> **HOW TO COMPLETE THIS TASK**
Reproduce every entry exactly, without alteration.

> **DATA**
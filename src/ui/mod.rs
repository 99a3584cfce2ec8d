//! Terminal rendering
//!
//! This is the only module that knows about crossterm.

mod panel;
mod prompt;

use std::io::{self, Write};

use crossterm::style::{ContentStyle, Stylize};

use crate::conversation::Conversation;
use crate::core::Transcript;

pub use panel::{PanelLayout, Paragraph, Segment, SegmentKind};
pub use prompt::{spawn_stdin_lines, Interrupts, LinePrompt};

const FALLBACK_WIDTH: usize = 80;

pub const WELCOME: &str = "Welcome to the LLM TUI Chat";
pub const GOODBYE: &str = "Exiting... Goodbye!";

#[derive(Debug, Clone, Copy, Default)]
struct PanelStyle {
    border: ContentStyle,
    title: ContentStyle,
    body: ContentStyle,
}

impl PanelStyle {
    fn uniform(style: ContentStyle) -> Self {
        Self {
            border: style,
            title: style,
            body: style,
        }
    }
}

/// Transcript written to a terminal (or any writer) as styled panels.
pub struct Terminal<W> {
    out: W,
    width: Option<usize>,
}

impl Terminal<io::Stdout> {
    pub fn stdout() -> Self {
        Self::new(io::stdout())
    }
}

impl<W: Write> Terminal<W> {
    pub fn new(out: W) -> Self {
        Self { out, width: None }
    }

    /// Pin the panel width instead of following the terminal size.
    pub fn with_width(mut self, width: usize) -> Self {
        self.width = Some(width);
        self
    }

    fn width(&self) -> usize {
        self.width.unwrap_or_else(|| {
            crossterm::terminal::size()
                .map(|(cols, _)| cols as usize)
                .unwrap_or(FALLBACK_WIDTH)
        })
    }

    fn panel(
        &mut self,
        title: Option<&str>,
        paragraphs: &[Paragraph],
        style: PanelStyle,
    ) -> io::Result<()> {
        let layout = PanelLayout::new(title, paragraphs, self.width());
        let emphasis = style.body.bold();

        for line in layout.lines() {
            for segment in &line {
                let segment_style = match segment.kind {
                    SegmentKind::Border => style.border,
                    SegmentKind::Title => style.title,
                    SegmentKind::Emphasis => emphasis,
                    SegmentKind::Body => style.body,
                };
                write!(self.out, "{}", segment_style.apply(&segment.text))?;
            }
            writeln!(self.out)?;
        }

        self.out.flush()
    }

    pub fn into_inner(self) -> W {
        self.out
    }
}

impl<W: Write> Transcript for Terminal<W> {
    fn welcome(&mut self) -> io::Result<()> {
        let style = PanelStyle::uniform(ContentStyle::new().green().bold());
        self.panel(None, &[Paragraph::plain(WELCOME)], style)
    }

    fn context(&mut self, conversation: &Conversation) -> io::Result<()> {
        let paragraphs: Vec<Paragraph> = conversation
            .messages()
            .iter()
            .map(|m| Paragraph::labeled(&format!("{}:", m.role.label()), &m.content))
            .collect();
        let style = PanelStyle::uniform(ContentStyle::new().magenta());
        self.panel(Some("Context Window"), &paragraphs, style)
    }

    fn reply(&mut self, text: &str) -> io::Result<()> {
        let style = PanelStyle {
            title: ContentStyle::new().green().bold(),
            ..PanelStyle::default()
        };
        self.panel(Some("Assistant"), &[Paragraph::plain(text)], style)
    }

    fn goodbye(&mut self) -> io::Result<()> {
        writeln!(self.out)?;
        writeln!(self.out, "{}", GOODBYE.red().bold())?;
        self.out.flush()
    }

    fn error(&mut self, message: &str) -> io::Result<()> {
        writeln!(
            self.out,
            "{}",
            format!("An error occurred: {message}").red().bold()
        )?;
        self.out.flush()
    }
}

> **EXERCISE OUTPUT**
filename src/ui/mod.rs
repository 99a3584cfce2ec8d
//! Terminal rendering
//!
//! This is the only module that knows about crossterm.

mod panel;
mod prompt;

use std::io::{self, Write};

use crossterm::style::{ContentStyle, Stylize};

use crate::conversation::Conversation;
use crate::core::Transcript;

pub use panel::{PanelLayout, Paragraph, Segment, SegmentKind};
pub use prompt::{spawn_stdin_lines, Interrupts, LinePrompt};

const FALLBACK_WIDTH: usize = 80;

pub const WELCOME: &str = "Welcome to the LLM TUI Chat";
pub const GOODBYE: &str = "Exiting... Goodbye!";

#[derive(Debug, Clone, Copy, Default)]
struct PanelStyle {
    border: ContentStyle,
    title: ContentStyle,
    body: ContentStyle,
}

impl PanelStyle {
    fn uniform(style: ContentStyle) -> Self {
        Self {
            border: style,
            title: style,
            body: style,
        }
    }
}

/// Transcript written to a terminal (or any writer) as styled panels.
pub struct Terminal<W> {
    out: W,
    width: Option<usize>,
}

impl Terminal<io::Stdout> {
    pub fn stdout() -> Self {
        Self::new(io::stdout())
    }
}

impl<W: Write> Terminal<W> {
    pub fn new(out: W) -> Self {
        Self { out, width: None }
    }

    /// Pin the panel width instead of following the terminal size.
    pub fn with_width(mut self, width: usize) -> Self {
        self.width = Some(width);
        self
    }

    fn width(&self) -> usize {
        self.width.unwrap_or_else(|| {
            crossterm::terminal::size()
                .map(|(cols, _)| cols as usize)
                .unwrap_or(FALLBACK_WIDTH)
        })
    }

    fn panel(
        &mut self,
        title: Option<&str>,
        paragraphs: &[Paragraph],
        style: PanelStyle,
    ) -> io::Result<()> {
        let layout = PanelLayout::new(title, paragraphs, self.width());
        let emphasis = style.body.bold();

        for line in layout.lines() {
            for segment in &line {
                let segment_style = match segment.kind {
                    SegmentKind::Border => style.border,
                    SegmentKind::Title => style.title,
                    SegmentKind::Emphasis => emphasis,
                    SegmentKind::Body => style.body,
                };
                write!(self.out, "{}", segment_style.apply(&segment.text))?;
            }
            writeln!(self.out)?;
        }

        self.out.flush()
    }

    pub fn into_inner(self) -> W {
        self.out
    }
}

impl<W: Write> Transcript for Terminal<W> {
    fn welcome(&mut self) -> io::Result<()> {
        let style = PanelStyle::uniform(ContentStyle::new().green().bold());
        self.panel(None, &[Paragraph::plain(WELCOME)], style)
    }

    fn context(&mut self, conversation: &Conversation) -> io::Result<()> {
        let paragraphs: Vec<Paragraph> = conversation
            .messages()
            .iter()
            .map(|m| Paragraph::labeled(&format!("{}:", m.role.label()), &m.content))
            .collect();
        let style = PanelStyle::uniform(ContentStyle::new().magenta());
        self.panel(Some("Context Window"), &paragraphs, style)
    }

    fn reply(&mut self, text: &str) -> io::Result<()> {
        let style = PanelStyle {
            title: ContentStyle::new().green().bold(),
            ..PanelStyle::default()
        };
        self.panel(Some("Assistant"), &[Paragraph::plain(text)], style)
    }

    fn goodbye(&mut self) -> io::Result<()> {
        writeln!(self.out)?;
        writeln!(self.out, "{}", GOODBYE.red().bold())?;
        self.out.flush()
    }

    fn error(&mut self, message: &str) -> io::Result<()> {
        writeln!(
            self.out,
            "{}",
            format!("An error occurred: {message}").red().bold()
        )?;
        self.out.flush()
    }
}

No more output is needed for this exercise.